In his pre-election campaign, Alexis Tsipras set some indelible red lines that his government could not and would not cross. There would be no increase in taxes, unfair laws would be abolished, benefits would be reinstated. The European Institutions insinuated that he shouldn’t promise more than he could deliver, but Tsipras was adamant. These were his uncompromising red lines and no one could bully him into changing them. He refused to do the math.
And then, Tsipras was elected, and the red lines started shifting around or disappearing altogether. The non-negotiable red lines...
became negotiable when reality set in, and the reality was that the numbers just didn’t add up for less taxes and more benefits.
The ENFIA property tax would have been the first thing to be abolished. Well, it remains intact for 2015 as one of the bailout concessions enforced by the European Council. That red line was crossed with one big leap.
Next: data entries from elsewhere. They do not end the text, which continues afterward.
//! Port graph model and `jack_lsp` listing parser
//!
//! One `PortGraph` is one snapshot of the JACK/PipeWire graph, parsed fresh on
//! every reconciliation cycle. Ports keep the insertion order of the listing.

use std::collections::BTreeSet;
use std::fmt::Write as _;

/// A single named endpoint in the audio/MIDI graph
///
/// `name` has the `client:port` shape; `port_type` is the free-form type string
/// from the listing (empty if the record carried none); `properties` is the set
/// of tags from the `properties:` attribute line(s).
#[derive(Debug, Clone, PartialEq, Eq)]
pub struct Port {
    pub name: String,
    pub port_type: String,
    pub properties: BTreeSet<String>,
}

impl Port {
    /// Type string contains "midi" (case-insensitive)
    pub fn is_midi(&self) -> bool {
        self.port_type.to_lowercase().contains("midi")
    }

    /// Type string contains "audio" (case-insensitive)
    pub fn is_audio(&self) -> bool {
        self.port_type.to_lowercase().contains("audio")
    }

    /// Tag membership, exactly as stored in the listing
    pub fn has_property(&self, tag: &str) -> bool {
        self.properties.contains(tag)
    }

    /// Owning client of this port
    pub fn client(&self) -> &str {
        client_of(&self.name)
    }
}

/// Prefix before the first `:`, or the whole name if there is no separator
pub fn client_of(name: &str) -> &str {
    name.split_once(':').map(|(client, _)| client).unwrap_or(name)
}

/// Insertion-ordered snapshot of every port in the graph
#[derive(Debug, Clone, Default, PartialEq, Eq)]
pub struct PortGraph {
    ports: Vec<Port>,
}

impl PortGraph {
    /// Parse a `jack_lsp -pt` style listing.
    ///
    /// Each non-indented, non-blank line starts a new port record; indented
    /// lines attach to the most recent record. A `properties:` line adds its
    /// comma-separated tags (trailing commas tolerated, as `jack_lsp` emits
    /// them); the first other non-blank indented line is the port's type, and
    /// later type-like lines are ignored. Indented lines before any record are
    /// dropped.
    pub fn parse(listing: &str) -> Self {
        let mut graph = PortGraph::default();
        for line in listing.lines() {
            let indented = line.starts_with(|c: char| c.is_whitespace());
            let trimmed = line.trim();
            if !indented && !trimmed.is_empty() {
                graph.ports.push(Port {
                    name: trimmed.to_string(),
                    port_type: String::new(),
                    properties: BTreeSet::new(),
                });
                continue;
            }
            let Some(port) = graph.ports.last_mut() else {
                continue;
            };
            if let Some(tags) = trimmed.strip_prefix("properties:") {
                port.properties.extend(
                    tags.split(',')
                        .map(str::trim)
                        .filter(|tag| !tag.is_empty())
                        .map(str::to_string),
                );
                continue;
            }
            if !trimmed.is_empty() && port.port_type.is_empty() {
                port.port_type = trimmed.to_string();
            }
        }
        graph
    }

    /// Look up a port by its full name
    pub fn get(&self, name: &str) -> Option<&Port> {
        self.ports.iter().find(|port| port.name == name)
    }

    /// Iterate ports in listing order
    pub fn ports(&self) -> impl Iterator<Item = &Port> {
        self.ports.iter()
    }

    pub fn len(&self) -> usize {
        self.ports.len()
    }

    pub fn is_empty(&self) -> bool {
        self.ports.is_empty()
    }

    /// Canonical re-serialization of the snapshot.
    ///
    /// Parsing the result yields a graph equal to this one.
    pub fn to_listing(&self) -> String {
        let mut out = String::new();
        for port in &self.ports {
            let _ = writeln!(out, "{}", port.name);
            if !port.port_type.is_empty() {
                let _ = writeln!(out, "\t{}", port.port_type);
            }
            if !port.properties.is_empty() {
                let tags: Vec<&str> = port.properties.iter().map(String::as_str).collect();
                let _ = writeln!(out, "\tproperties: {}", tags.join(","));
            }
        }
        out
    }
}

impl FromIterator<Port> for PortGraph {
    fn from_iter<I: IntoIterator<Item = Port>>(iter: I) -> Self {
        Self {
            ports: iter.into_iter().collect(),
        }
    }
}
Another example is that of the 13th salary which was to be reinstated to low income pensioners as soon as SYRIZA came to power. Instead, because of Greece’s European creditors vetoing the move, it was renamed. Pensioners would be given a ‘gift’ not a salary. In the end this too was axed because Tsipras cannot afford to play the role of Santa Claus yet, and Christmas is a long way off for Greeks to expect any presents.
There are very few red lines left to be crossed. One by one, the government has gone back on all its old promises that couldn’t be kept or on all its new promises that couldn’t be fulfilled. The red lines have shifted around so much that Tsipras is practically playing hopscotch with the ones that are left. Let’s hope he doesn’t trip over them and come crashing down.